[TASK DESCRIPTION]:
Every line in the records below with the string "other" needs to be copied out.

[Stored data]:
// SPDX-License-Identifier: BUSL-1.1
// Copyright (c) 2026 Alfred Jean LLC

//! Short-circuit and failure specs
//!
//! Verify stop, handler errors, interrupts and predicate faults.

use crate::prelude::*;

#[tokio::test]
async fn stop_with_output_skips_remaining_handlers() {
    let router = Router::new();
    let trail = Trail::new();
    router.on(
        "tool:call:before",
        Handler::sync(|ctx| {
            ctx.stop_with_output("X");
            Ok(())
        })
        .priority(200),
    );
    router.on("tool:call:before", trail.sync("lower").priority(100));

    let ctx = router.apply("tool:call:before", Params::new()).await.unwrap();

    assert_eq!(ctx.output(), Some(&json!("X")));
    assert!(ctx.is_stopped());
    assert!(trail.entries().is_empty());
}

#[tokio::test]
async fn handler_error_propagates_and_keeps_earlier_effects() {
    let router = Router::new();
    let trail = Trail::new();
    router.on("evt", trail.sync("first").priority(3));
    router.on(
        "evt",
        Handler::sync(|_ctx| Err(HandlerError::failed("disk full"))).priority(2),
    );
    router.on("evt", trail.sync("never").priority(1));

    let err = router.apply("evt", Params::new()).await.unwrap_err();

    assert_eq!(err.handler_error(), Some(&HandlerError::failed("disk full")));
    assert_eq!(trail.entries(), vec!["first"]);
}

#[tokio::test]
async fn interrupt_is_not_a_handler_fault() {
    let router = Router::new();
    router.on(
        "evt",
        Handler::future(|_ctx| Box::pin(async { Err(HandlerError::interrupt("user pressed stop")) })),
    );

    let err = router.apply("evt", Params::new()).await.unwrap_err();

    assert!(matches!(err, DispatchError::Interrupted { .. }));
    assert!(err.handler_error().is_none());
}

#[tokio::test]
async fn faulty_predicate_only_skips_its_handler() {
    let router = Router::new();
    let trail = Trail::new();
    router.on(
        "evt",
        trail
            .sync("guarded")
            .try_when(|_ctx| Err(HandlerError::failed("predicate bug"))),
    );
    router.on("evt", trail.sync("other"));

    let ctx = router.apply("evt", Params::new()).await.unwrap();

    assert_eq!(trail.entries(), vec!["other"]);
    assert!(!ctx.is_stopped());
}

#[tokio::test]
async fn predicate_sees_current_parameters() {
    let router = Router::new();
    let trail = Trail::new();
    router.on(
        "tool:call:before",
        trail
            .sync("shell")
            .when(|ctx| ctx.params().get("tool") == Some(json!("shell"))),
    );

    let tool = |name: &str| relay_core::ToolParams {
        agent: "a".to_string(),
        tool: name.to_string(),
        ..Default::default()
    };
    router.apply("tool:call:before", tool("search")).await.unwrap();
    router.apply("tool:call:before", tool("shell")).await.unwrap();

    assert_eq!(trail.entries(), vec!["shell"]);
}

[EXERCISE RESPONSE]:
    router.on("evt", trail.sync("other"));
    assert_eq!(trail.entries(), vec!["other"]);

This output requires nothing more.